<<<<

use anyhow::Result;
use dnn_layers::{
    factory::LayerFactory,
    layer::{
        Conv2dParams, Convolution2D, Linear, LinearParams, MaxPool, Pool2dParams, Relu, Relu4d,
        Softmax2D, SoftmaxParams,
    },
};
use ndarray::{Array1, Array4};

/// LeNet5 over plain buffers, forward and backward.
pub struct LeNet5 {
    batch_size: usize,
    conv1: Conv2dParams,
    pool1: Pool2dParams,
    conv2: Conv2dParams,
    pool2: Pool2dParams,
    dense1: LinearParams,
    dense2: LinearParams,
    dense3: LinearParams,
    w: [Vec<f32>; 5],
    b: [Vec<f32>; 5],
    x: Vec<f32>,
}

fn init(len: usize) -> Vec<f32> {
    let scale = 1. / (len as f32).sqrt();
    (0..len).map(|i| ((i * 7919 % 97) as f32 / 97. - 0.5) * scale).collect()
}

impl LeNet5 {
    pub fn new(batch_size: usize) -> Self {
        let conv1 = Conv2dParams::new([batch_size, 1, 28, 28], [6, 1, 5, 5]).with_bias(Some(6));
        let pool1 = Pool2dParams::new([batch_size, 6, 24, 24], [2, 2]);
        let conv2 = Conv2dParams::new([batch_size, 6, 12, 12], [16, 6, 5, 5]).with_bias(Some(16));
        let pool2 = Pool2dParams::new([batch_size, 16, 8, 8], [2, 2]);
        let dense1 = LinearParams::new([batch_size, 256], [128, 256]).with_bias(Some(128));
        let dense2 = LinearParams::new([batch_size, 128], [84, 128]).with_bias(Some(84));
        let dense3 = LinearParams::new([batch_size, 84], [10, 84]).with_bias(Some(10));
        let w = [
            init(6 * 25),
            init(16 * 6 * 25),
            init(128 * 256),
            init(84 * 128),
            init(10 * 84),
        ];
        let b = [vec![0.; 6], vec![0.; 16], vec![0.; 128], vec![0.; 84], vec![0.; 10]];
        let x = Array4::<f32>::from_shape_fn([batch_size, 1, 28, 28], |(n, _, h, w)| {
            ((n + h * w) % 255) as f32 / 255.
        });
        Self {
            batch_size,
            conv1,
            pool1,
            conv2,
            pool2,
            dense1,
            dense2,
            dense3,
            w,
            b,
            x: x.into_raw_vec(),
        }
    }
    /// Runs forward, then backward, returning the sum of the input gradient of the first dense layer.
    pub fn train(&self, factory: &LayerFactory) -> Result<f32> {
        let n = self.batch_size;
        let Self { w, b, .. } = self;
        let mut c1 = vec![0.; n * 6 * 24 * 24];
        Convolution2D::do_forward(
            factory,
            &self.conv1,
            &self.x,
            &w[0],
            Some(b[0].as_slice()),
            &mut c1,
        )?;
        let mut r1 = vec![0.; c1.len()];
        Relu4d::do_forward(factory, &[n, 6, 24, 24], &c1, &mut r1)?;
        let mut p1 = vec![0.; n * 6 * 12 * 12];
        MaxPool::do_forward(factory, &self.pool1, &r1, &mut p1)?;
        let mut c2 = vec![0.; n * 16 * 8 * 8];
        Convolution2D::do_forward(
            factory,
            &self.conv2,
            &p1,
            &w[1],
            Some(b[1].as_slice()),
            &mut c2,
        )?;
        let mut r2 = vec![0.; c2.len()];
        Relu4d::do_forward(factory, &[n, 16, 8, 8], &c2, &mut r2)?;
        let mut p2 = vec![0.; n * 256];
        MaxPool::do_forward(factory, &self.pool2, &r2, &mut p2)?;
        let mut d1 = vec![0.; n * 128];
        Linear::do_forward(factory, &self.dense1, &p2, &w[2], Some(b[2].as_slice()), &mut d1)?;
        let mut a1 = vec![0.; d1.len()];
        Relu::do_forward(factory, &[d1.len()], &d1, &mut a1)?;
        let mut d2 = vec![0.; n * 84];
        Linear::do_forward(factory, &self.dense2, &a1, &w[3], Some(b[3].as_slice()), &mut d2)?;
        let mut a2 = vec![0.; d2.len()];
        Relu::do_forward(factory, &[d2.len()], &d2, &mut a2)?;
        let mut d3 = vec![0.; n * 10];
        Linear::do_forward(factory, &self.dense3, &a2, &w[4], Some(b[4].as_slice()), &mut d3)?;
        let softmax = SoftmaxParams::new([n, 10]);
        let mut y = vec![0.; d3.len()];
        Softmax2D::do_forward(factory, &softmax, &d3, &mut y)?;

        let gy: Vec<f32> = (0..y.len()).map(|i| if i % 10 == 0 { -1. } else { 0. }).collect();
        let mut g3 = vec![0.; y.len()];
        Softmax2D::do_backward(factory, &softmax, &y, &gy, &mut g3)?;
        let mut gw = w.clone();
        let mut gb = b.clone();
        let mut g_a2 = vec![0.; a2.len()];
        let [_, _, gw2, gw3, gw4] = &mut gw;
        let [_, _, gb2, gb3, gb4] = &mut gb;
        Linear::do_backward(
            factory,
            &self.dense3,
            &a2,
            &w[4],
            &g3,
            gw4,
            Some(gb4.as_mut_slice()),
            &mut g_a2,
            false,
        )?;
        let mut g_d2 = vec![0.; d2.len()];
        Relu::do_backward(factory, &[d2.len()], &d2, &g_a2, &mut g_d2)?;
        let mut g_a1 = vec![0.; a1.len()];
        Linear::do_backward(
            factory,
            &self.dense2,
            &a1,
            &w[3],
            &g_d2,
            gw3,
            Some(gb3.as_mut_slice()),
            &mut g_a1,
            false,
        )?;
        let mut g_d1 = vec![0.; d1.len()];
        Relu::do_backward(factory, &[d1.len()], &d1, &g_a1, &mut g_d1)?;
        let mut g_p2 = vec![0.; p2.len()];
        Linear::do_backward(
            factory,
            &self.dense1,
            &p2,
            &w[2],
            &g_d1,
            gw2,
            Some(gb2.as_mut_slice()),
            &mut g_p2,
            false,
        )?;
        Ok(Array1::from(g_p2).sum())
    }
}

>>>>

Your objective:
Give all of the lines above again, exactly as they are.

Completed exercise:
use anyhow::Result;
use dnn_layers::{
    factory::LayerFactory,
    layer::{
        Conv2dParams, Convolution2D, Linear, LinearParams, MaxPool, Pool2dParams, Relu, Relu4d,
        Softmax2D, SoftmaxParams,
    },
};
use ndarray::{Array1, Array4};

/// LeNet5 over plain buffers, forward and backward.
pub struct LeNet5 {
    batch_size: usize,
    conv1: Conv2dParams,
    pool1: Pool2dParams,
    conv2: Conv2dParams,
    pool2: Pool2dParams,
    dense1: LinearParams,
    dense2: LinearParams,
    dense3: LinearParams,
    w: [Vec<f32>; 5],
    b: [Vec<f32>; 5],
    x: Vec<f32>,
}

fn init(len: usize) -> Vec<f32> {
    let scale = 1. / (len as f32).sqrt();
    (0..len).map(|i| ((i * 7919 % 97) as f32 / 97. - 0.5) * scale).collect()
}

impl LeNet5 {
    pub fn new(batch_size: usize) -> Self {
        let conv1 = Conv2dParams::new([batch_size, 1, 28, 28], [6, 1, 5, 5]).with_bias(Some(6));
        let pool1 = Pool2dParams::new([batch_size, 6, 24, 24], [2, 2]);
        let conv2 = Conv2dParams::new([batch_size, 6, 12, 12], [16, 6, 5, 5]).with_bias(Some(16));
        let pool2 = Pool2dParams::new([batch_size, 16, 8, 8], [2, 2]);
        let dense1 = LinearParams::new([batch_size, 256], [128, 256]).with_bias(Some(128));
        let dense2 = LinearParams::new([batch_size, 128], [84, 128]).with_bias(Some(84));
        let dense3 = LinearParams::new([batch_size, 84], [10, 84]).with_bias(Some(10));
        let w = [
            init(6 * 25),
            init(16 * 6 * 25),
            init(128 * 256),
            init(84 * 128),
            init(10 * 84),
        ];
        let b = [vec![0.; 6], vec![0.; 16], vec![0.; 128], vec![0.; 84], vec![0.; 10]];
        let x = Array4::<f32>::from_shape_fn([batch_size, 1, 28, 28], |(n, _, h, w)| {
            ((n + h * w) % 255) as f32 / 255.
        });
        Self {
            batch_size,
            conv1,
            pool1,
            conv2,
            pool2,
            dense1,
            dense2,
            dense3,
            w,
            b,
            x: x.into_raw_vec(),
        }
    }
    /// Runs forward, then backward, returning the sum of the input gradient of the first dense layer.
    pub fn train(&self, factory: &LayerFactory) -> Result<f32> {
        let n = self.batch_size;
        let Self { w, b, .. } = self;
        let mut c1 = vec![0.; n * 6 * 24 * 24];
        Convolution2D::do_forward(
            factory,
            &self.conv1,
            &self.x,
            &w[0],
            Some(b[0].as_slice()),
            &mut c1,
        )?;
        let mut r1 = vec![0.; c1.len()];
        Relu4d::do_forward(factory, &[n, 6, 24, 24], &c1, &mut r1)?;
        let mut p1 = vec![0.; n * 6 * 12 * 12];
        MaxPool::do_forward(factory, &self.pool1, &r1, &mut p1)?;
        let mut c2 = vec![0.; n * 16 * 8 * 8];
        Convolution2D::do_forward(
            factory,
            &self.conv2,
            &p1,
            &w[1],
            Some(b[1].as_slice()),
            &mut c2,
        )?;
        let mut r2 = vec![0.; c2.len()];
        Relu4d::do_forward(factory, &[n, 16, 8, 8], &c2, &mut r2)?;
        let mut p2 = vec![0.; n * 256];
        MaxPool::do_forward(factory, &self.pool2, &r2, &mut p2)?;
        let mut d1 = vec![0.; n * 128];
        Linear::do_forward(factory, &self.dense1, &p2, &w[2], Some(b[2].as_slice()), &mut d1)?;
        let mut a1 = vec![0.; d1.len()];
        Relu::do_forward(factory, &[d1.len()], &d1, &mut a1)?;
        let mut d2 = vec![0.; n * 84];
        Linear::do_forward(factory, &self.dense2, &a1, &w[3], Some(b[3].as_slice()), &mut d2)?;
        let mut a2 = vec![0.; d2.len()];
        Relu::do_forward(factory, &[d2.len()], &d2, &mut a2)?;
        let mut d3 = vec![0.; n * 10];
        Linear::do_forward(factory, &self.dense3, &a2, &w[4], Some(b[4].as_slice()), &mut d3)?;
        let softmax = SoftmaxParams::new([n, 10]);
        let mut y = vec![0.; d3.len()];
        Softmax2D::do_forward(factory, &softmax, &d3, &mut y)?;

        let gy: Vec<f32> = (0..y.len()).map(|i| if i % 10 == 0 { -1. } else { 0. }).collect();
        let mut g3 = vec![0.; y.len()];
        Softmax2D::do_backward(factory, &softmax, &y, &gy, &mut g3)?;
        let mut gw = w.clone();
        let mut gb = b.clone();
        let mut g_a2 = vec![0.; a2.len()];
        let [_, _, gw2, gw3, gw4] = &mut gw;
        let [_, _, gb2, gb3, gb4] = &mut gb;
        Linear::do_backward(
            factory,
            &self.dense3,
            &a2,
            &w[4],
            &g3,
            gw4,
            Some(gb4.as_mut_slice()),
            &mut g_a2,
            false,
        )?;
        let mut g_d2 = vec![0.; d2.len()];
        Relu::do_backward(factory, &[d2.len()], &d2, &g_a2, &mut g_d2)?;
        let mut g_a1 = vec![0.; a1.len()];
        Linear::do_backward(
            factory,
            &self.dense2,
            &a1,
            &w[3],
            &g_d2,
            gw3,
            Some(gb3.as_mut_slice()),
            &mut g_a1,
            false,
        )?;
        let mut g_d1 = vec![0.; d1.len()];
        Relu::do_backward(factory, &[d1.len()], &d1, &g_a1, &mut g_d1)?;
        let mut g_p2 = vec![0.; p2.len()];
        Linear::do_backward(
            factory,
            &self.dense1,
            &p2,
            &w[2],
            &g_d1,
            gw2,
            Some(gb2.as_mut_slice()),
            &mut g_p2,
            false,
        )?;
        Ok(Array1::from(g_p2).sum())
    }
}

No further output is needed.